> _WHAT THE TASK REQUIRES_
Look through the listing for the word "Liver". Copy each line that has it.

> _RECORDS PROVIDED_
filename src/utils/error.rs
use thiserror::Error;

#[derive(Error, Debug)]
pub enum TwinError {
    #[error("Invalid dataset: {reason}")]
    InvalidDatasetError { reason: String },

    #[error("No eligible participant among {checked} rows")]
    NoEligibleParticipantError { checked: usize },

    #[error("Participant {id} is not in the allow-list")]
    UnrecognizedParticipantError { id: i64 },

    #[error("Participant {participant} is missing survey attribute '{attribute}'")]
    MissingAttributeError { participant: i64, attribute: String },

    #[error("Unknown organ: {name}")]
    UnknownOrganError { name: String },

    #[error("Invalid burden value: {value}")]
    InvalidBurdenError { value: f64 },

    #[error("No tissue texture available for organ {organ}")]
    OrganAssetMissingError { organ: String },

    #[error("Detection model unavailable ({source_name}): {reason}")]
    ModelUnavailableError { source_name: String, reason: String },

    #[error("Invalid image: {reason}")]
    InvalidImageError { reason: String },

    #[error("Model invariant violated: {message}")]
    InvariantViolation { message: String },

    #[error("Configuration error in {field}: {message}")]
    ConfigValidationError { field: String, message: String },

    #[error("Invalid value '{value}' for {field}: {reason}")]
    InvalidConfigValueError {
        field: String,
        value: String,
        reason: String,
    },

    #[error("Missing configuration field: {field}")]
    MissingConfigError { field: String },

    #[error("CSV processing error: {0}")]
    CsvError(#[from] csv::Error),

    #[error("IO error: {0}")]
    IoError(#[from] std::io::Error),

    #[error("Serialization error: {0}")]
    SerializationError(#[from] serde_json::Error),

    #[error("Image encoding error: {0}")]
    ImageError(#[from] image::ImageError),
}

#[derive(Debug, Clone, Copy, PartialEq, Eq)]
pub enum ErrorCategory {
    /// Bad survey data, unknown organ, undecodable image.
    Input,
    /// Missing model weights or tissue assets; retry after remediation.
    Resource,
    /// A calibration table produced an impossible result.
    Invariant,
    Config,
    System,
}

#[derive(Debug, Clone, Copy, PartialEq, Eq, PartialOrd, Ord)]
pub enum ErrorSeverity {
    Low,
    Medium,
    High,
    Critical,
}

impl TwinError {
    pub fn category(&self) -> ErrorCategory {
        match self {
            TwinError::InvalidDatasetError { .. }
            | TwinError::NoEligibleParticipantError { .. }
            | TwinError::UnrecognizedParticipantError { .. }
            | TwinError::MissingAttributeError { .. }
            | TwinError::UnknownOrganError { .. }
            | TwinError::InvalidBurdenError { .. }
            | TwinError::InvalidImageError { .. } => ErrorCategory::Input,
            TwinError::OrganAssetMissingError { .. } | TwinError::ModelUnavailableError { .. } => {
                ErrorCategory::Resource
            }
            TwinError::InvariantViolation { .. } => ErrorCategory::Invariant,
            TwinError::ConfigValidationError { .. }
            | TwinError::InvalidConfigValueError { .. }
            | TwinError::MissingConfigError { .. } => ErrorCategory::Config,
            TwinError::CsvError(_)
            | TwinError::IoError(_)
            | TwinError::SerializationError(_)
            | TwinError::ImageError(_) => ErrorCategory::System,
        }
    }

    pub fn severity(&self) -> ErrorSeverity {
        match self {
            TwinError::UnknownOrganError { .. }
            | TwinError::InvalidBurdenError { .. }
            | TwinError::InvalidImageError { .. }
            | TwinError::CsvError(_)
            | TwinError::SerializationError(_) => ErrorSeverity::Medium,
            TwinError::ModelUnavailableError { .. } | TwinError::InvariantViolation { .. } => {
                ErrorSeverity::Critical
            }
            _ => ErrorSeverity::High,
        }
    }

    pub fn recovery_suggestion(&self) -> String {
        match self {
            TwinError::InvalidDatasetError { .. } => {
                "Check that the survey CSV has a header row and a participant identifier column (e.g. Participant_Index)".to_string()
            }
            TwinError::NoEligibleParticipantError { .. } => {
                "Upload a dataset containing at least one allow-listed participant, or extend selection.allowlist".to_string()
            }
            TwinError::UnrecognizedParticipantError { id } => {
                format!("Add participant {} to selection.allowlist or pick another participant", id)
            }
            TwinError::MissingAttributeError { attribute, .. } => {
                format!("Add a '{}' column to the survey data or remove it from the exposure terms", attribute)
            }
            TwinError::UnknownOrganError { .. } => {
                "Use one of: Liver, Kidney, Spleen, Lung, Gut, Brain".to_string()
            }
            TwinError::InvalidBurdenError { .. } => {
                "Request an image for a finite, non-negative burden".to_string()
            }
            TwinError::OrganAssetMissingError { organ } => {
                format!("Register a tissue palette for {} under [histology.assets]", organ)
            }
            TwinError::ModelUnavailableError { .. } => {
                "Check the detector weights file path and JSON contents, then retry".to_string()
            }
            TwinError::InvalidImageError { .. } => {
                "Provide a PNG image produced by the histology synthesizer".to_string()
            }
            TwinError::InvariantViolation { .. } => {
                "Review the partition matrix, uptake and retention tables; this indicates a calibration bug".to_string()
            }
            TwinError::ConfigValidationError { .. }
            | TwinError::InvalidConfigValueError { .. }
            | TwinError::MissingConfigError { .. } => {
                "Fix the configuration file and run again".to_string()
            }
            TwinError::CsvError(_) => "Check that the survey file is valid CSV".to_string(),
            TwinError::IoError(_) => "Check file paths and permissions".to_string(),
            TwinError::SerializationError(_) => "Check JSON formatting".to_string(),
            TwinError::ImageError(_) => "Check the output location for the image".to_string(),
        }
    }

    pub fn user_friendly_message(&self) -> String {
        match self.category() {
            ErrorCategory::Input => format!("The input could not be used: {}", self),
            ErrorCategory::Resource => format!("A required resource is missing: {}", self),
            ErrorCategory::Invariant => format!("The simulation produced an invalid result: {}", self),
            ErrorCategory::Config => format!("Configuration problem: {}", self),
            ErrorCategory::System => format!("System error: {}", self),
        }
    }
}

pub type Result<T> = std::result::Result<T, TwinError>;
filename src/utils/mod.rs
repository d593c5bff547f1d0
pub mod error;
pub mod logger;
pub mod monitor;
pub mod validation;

---

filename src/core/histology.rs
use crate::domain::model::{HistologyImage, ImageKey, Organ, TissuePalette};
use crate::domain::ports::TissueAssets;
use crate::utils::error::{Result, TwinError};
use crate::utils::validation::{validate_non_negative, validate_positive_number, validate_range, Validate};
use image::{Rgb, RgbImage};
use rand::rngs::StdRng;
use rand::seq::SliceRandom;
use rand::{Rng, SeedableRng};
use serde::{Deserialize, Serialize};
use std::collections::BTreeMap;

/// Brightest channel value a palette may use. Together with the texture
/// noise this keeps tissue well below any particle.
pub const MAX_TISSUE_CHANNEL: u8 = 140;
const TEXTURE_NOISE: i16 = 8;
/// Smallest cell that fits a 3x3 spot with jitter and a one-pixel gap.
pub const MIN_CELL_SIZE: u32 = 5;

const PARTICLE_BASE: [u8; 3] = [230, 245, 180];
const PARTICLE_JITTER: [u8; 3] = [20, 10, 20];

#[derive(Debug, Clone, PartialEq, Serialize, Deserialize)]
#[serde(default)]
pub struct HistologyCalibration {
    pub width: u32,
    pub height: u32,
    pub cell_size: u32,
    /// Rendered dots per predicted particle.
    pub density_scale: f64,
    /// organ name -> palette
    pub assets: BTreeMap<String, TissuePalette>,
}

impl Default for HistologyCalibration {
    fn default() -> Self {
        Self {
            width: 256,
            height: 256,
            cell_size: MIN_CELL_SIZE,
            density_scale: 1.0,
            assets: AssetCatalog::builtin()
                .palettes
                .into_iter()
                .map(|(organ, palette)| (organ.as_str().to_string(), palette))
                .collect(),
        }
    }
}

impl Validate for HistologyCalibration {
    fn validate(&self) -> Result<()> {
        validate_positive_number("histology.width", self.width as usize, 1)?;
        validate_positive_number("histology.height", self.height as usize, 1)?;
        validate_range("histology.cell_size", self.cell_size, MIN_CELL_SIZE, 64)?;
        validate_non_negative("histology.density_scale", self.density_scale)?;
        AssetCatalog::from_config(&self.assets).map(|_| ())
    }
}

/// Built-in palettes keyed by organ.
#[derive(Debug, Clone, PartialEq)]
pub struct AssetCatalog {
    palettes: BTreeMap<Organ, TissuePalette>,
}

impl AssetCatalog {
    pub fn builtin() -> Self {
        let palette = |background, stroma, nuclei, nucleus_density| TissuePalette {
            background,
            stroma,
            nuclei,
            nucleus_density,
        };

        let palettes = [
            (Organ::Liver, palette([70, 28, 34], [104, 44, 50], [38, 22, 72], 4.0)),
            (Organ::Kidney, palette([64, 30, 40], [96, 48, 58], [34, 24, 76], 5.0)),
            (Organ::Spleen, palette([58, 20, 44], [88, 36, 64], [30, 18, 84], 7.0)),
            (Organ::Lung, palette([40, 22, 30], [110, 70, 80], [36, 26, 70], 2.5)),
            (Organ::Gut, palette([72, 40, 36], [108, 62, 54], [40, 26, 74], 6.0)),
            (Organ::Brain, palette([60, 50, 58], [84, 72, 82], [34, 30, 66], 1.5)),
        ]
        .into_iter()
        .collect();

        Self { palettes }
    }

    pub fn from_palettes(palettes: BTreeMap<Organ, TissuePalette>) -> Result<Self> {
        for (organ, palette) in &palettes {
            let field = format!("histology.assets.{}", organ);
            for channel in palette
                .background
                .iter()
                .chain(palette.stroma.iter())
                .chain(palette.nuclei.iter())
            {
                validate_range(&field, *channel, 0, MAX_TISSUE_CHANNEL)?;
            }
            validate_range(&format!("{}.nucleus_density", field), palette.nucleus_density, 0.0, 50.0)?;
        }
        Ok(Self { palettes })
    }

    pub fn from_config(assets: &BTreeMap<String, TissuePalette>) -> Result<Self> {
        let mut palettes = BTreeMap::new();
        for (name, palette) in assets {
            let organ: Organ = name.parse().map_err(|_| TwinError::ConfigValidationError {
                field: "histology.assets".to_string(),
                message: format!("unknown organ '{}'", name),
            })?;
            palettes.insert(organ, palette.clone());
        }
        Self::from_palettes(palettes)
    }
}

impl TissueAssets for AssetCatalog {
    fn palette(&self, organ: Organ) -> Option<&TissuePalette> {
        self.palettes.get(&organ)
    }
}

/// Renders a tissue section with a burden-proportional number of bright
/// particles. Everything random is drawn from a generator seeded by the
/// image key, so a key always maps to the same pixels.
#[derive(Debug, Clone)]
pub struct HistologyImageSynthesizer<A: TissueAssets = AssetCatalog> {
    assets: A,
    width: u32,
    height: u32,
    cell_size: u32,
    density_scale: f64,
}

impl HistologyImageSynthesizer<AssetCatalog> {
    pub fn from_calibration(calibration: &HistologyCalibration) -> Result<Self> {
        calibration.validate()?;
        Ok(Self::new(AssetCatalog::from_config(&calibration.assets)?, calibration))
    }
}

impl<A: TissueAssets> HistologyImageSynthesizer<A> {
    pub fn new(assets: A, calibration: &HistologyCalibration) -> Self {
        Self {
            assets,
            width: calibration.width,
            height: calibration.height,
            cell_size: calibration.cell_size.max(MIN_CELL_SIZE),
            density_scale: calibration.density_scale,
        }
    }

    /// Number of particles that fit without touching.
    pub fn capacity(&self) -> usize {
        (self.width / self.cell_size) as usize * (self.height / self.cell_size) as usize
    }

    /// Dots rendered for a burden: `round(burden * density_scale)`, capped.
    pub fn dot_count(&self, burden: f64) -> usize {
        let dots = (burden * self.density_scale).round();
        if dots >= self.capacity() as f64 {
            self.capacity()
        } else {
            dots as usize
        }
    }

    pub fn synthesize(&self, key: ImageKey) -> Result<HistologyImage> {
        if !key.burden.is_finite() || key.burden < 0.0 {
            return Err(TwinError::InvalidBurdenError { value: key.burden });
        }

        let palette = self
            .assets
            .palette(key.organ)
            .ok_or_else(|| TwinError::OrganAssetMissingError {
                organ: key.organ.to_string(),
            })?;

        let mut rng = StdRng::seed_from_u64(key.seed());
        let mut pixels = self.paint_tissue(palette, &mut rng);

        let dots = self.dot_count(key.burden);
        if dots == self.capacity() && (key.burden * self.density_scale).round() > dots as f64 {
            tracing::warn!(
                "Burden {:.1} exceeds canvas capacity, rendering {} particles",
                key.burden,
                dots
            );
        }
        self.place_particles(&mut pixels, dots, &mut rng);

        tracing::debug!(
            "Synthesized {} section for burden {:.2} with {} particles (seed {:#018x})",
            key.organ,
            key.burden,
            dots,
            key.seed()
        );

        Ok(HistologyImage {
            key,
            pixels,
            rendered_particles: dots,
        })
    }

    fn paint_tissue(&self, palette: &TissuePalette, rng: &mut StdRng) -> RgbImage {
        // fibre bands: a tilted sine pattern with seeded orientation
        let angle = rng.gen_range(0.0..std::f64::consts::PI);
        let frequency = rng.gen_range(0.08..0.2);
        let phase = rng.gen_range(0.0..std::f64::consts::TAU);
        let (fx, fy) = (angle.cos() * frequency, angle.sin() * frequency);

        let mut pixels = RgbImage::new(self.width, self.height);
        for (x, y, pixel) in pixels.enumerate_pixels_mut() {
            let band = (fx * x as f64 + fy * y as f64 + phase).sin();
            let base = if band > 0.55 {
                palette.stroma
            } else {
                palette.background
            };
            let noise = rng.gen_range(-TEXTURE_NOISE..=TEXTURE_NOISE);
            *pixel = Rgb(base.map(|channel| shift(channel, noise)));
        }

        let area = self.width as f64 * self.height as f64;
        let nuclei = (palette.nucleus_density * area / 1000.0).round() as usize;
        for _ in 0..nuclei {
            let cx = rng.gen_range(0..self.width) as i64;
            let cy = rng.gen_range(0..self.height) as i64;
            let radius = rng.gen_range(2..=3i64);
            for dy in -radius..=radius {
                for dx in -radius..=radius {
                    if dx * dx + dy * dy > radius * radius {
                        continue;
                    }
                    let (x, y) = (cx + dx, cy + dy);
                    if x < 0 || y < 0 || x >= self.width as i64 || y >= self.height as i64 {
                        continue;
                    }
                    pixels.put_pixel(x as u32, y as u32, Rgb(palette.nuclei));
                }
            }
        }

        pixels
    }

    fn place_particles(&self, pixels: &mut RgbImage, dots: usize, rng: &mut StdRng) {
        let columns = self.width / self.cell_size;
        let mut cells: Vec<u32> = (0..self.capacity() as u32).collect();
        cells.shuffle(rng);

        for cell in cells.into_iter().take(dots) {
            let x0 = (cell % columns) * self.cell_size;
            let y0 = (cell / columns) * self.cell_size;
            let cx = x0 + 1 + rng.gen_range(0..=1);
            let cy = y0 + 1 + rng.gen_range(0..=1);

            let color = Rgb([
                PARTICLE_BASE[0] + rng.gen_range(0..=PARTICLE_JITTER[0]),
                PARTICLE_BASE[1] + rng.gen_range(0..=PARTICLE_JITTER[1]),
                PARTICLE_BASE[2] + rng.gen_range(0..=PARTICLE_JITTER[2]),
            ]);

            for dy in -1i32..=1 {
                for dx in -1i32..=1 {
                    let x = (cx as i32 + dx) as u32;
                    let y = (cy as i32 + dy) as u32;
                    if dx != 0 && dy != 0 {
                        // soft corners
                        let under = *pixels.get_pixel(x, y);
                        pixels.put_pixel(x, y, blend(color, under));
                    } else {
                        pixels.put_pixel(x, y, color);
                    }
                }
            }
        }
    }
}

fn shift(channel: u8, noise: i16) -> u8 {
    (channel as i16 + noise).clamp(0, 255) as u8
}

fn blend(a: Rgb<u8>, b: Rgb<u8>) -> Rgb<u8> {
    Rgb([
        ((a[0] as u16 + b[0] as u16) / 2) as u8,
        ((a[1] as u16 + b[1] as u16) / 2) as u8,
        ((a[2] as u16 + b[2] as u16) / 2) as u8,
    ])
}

> _RESULT OF THE EXERCISE_
                "Use one of: Liver, Kidney, Spleen, Lung, Gut, Brain".to_string()
            (Organ::Liver, palette([70, 28, 34], [104, 44, 50], [38, 22, 72], 4.0)),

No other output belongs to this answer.